### TASK
Once the line containing "External text-generation collaborator." has been written out, stop; until then, restate each line of the entries below word for word from the first.
Content starts
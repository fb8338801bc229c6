use anyhow::{anyhow, Context, Result};
use async_trait::async_trait;
use reqwest::Client;
use serde::{Deserialize, Serialize};
use serde_json::json;

/// Sampling knobs forwarded to the text generator.
#[derive(Debug, Clone, Copy, PartialEq, Serialize, Deserialize)]
pub struct GenerationOptions {
    pub temperature: f32,
    pub max_tokens: u32,
}

impl Default for GenerationOptions {
    fn default() -> Self {
        Self { temperature: 0.7, max_tokens: 256 }
    }
}

/// External text-generation collaborator.
#[async_trait]
pub trait TextGenerator: Send + Sync {
    async fn generate(&self, prompt: String, options: GenerationOptions) -> Result<String>;
}

pub struct OllamaProvider {
    client: ollama_rs::Ollama,
    model: String,
    system: Option<String>,
}

impl OllamaProvider {
    pub fn new(client: ollama_rs::Ollama, model: impl Into<String>) -> Self {
        Self { client, model: model.into(), system: None }
    }

    pub fn with_system(mut self, system: impl Into<String>) -> Self {
        self.system = Some(system.into());
        self
    }
}

#[async_trait]
impl TextGenerator for OllamaProvider {
    async fn generate(&self, prompt: String, options: GenerationOptions) -> Result<String> {
        use ollama_rs::generation::chat::{request::ChatMessageRequest, ChatMessage};
        use ollama_rs::models::ModelOptions;

        let mut messages = Vec::new();
        if let Some(sys) = &self.system {
            messages.push(ChatMessage::system(sys.clone()));
        }
        messages.push(ChatMessage::user(prompt));

        let model_options = ModelOptions::default()
            .temperature(options.temperature)
            .num_predict(options.max_tokens as i32);

        let res = self
            .client
            .send_chat_messages(ChatMessageRequest::new(self.model.clone(), messages).options(model_options))
            .await?;

        Ok(res.message.content)
    }
}

pub struct OpenAICompatibleProvider {
    client: Client,
    base_url: String,
    api_key: Option<String>,
    model: String,
}

impl OpenAICompatibleProvider {
    pub fn new(base_url: String, api_key: Option<String>, model: impl Into<String>) -> Self {
        Self {
            client: Client::new(),
            base_url,
            api_key,
            model: model.into(),
        }
    }
}

#[async_trait]
impl TextGenerator for OpenAICompatibleProvider {
    async fn generate(&self, prompt: String, options: GenerationOptions) -> Result<String> {
        let body = json!({
            "model": self.model,
            "messages": [{ "role": "user", "content": prompt }],
            "temperature": options.temperature,
            "max_tokens": options.max_tokens,
        });

        let mut request = self
            .client
            .post(format!("{}/chat/completions", self.base_url.trim_end_matches('/')))
            .json(&body);

        if let Some(ref key) = self.api_key {
            request = request.bearer_auth(key);
        }

        let res = request.send().await?.error_for_status()?;
        let json: serde_json::Value = res.json().await?;

        let content = json["choices"][0]["message"]["content"]
            .as_str()
            .context("Failed to parse content from OpenAI response")?;

        Ok(content.to_string())
    }
}

/// Generator that is never reachable. Every call site falls back to its
/// canned content, which keeps the pipeline deterministic.
#[derive(Debug, Default, Clone, Copy)]
pub struct OfflineGenerator;

#[async_trait]
impl TextGenerator for OfflineGenerator {
    async fn generate(&self, _prompt: String, _options: GenerationOptions) -> Result<String> {
        Err(anyhow!("text generation is offline"))
    }
}

#[cfg(test)]
mod tests {
    use super::*;

    #[tokio::test]
    async fn test_offline_generator_always_fails() {
        let generator = OfflineGenerator;
        let result = generator.generate("hello".into(), GenerationOptions::default()).await;
        assert!(result.is_err());
    }
}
Content ends
### RESULT OF THIS EXERCISE
repository fb8338801bc229c6
use anyhow::{anyhow, Context, Result};
use async_trait::async_trait;
use reqwest::Client;
use serde::{Deserialize, Serialize};
use serde_json::json;

/// Sampling knobs forwarded to the text generator.
#[derive(Debug, Clone, Copy, PartialEq, Serialize, Deserialize)]
pub struct GenerationOptions {
    pub temperature: f32,
    pub max_tokens: u32,
}

impl Default for GenerationOptions {
    fn default() -> Self {
        Self { temperature: 0.7, max_tokens: 256 }
    }
}

/// External text-generation collaborator.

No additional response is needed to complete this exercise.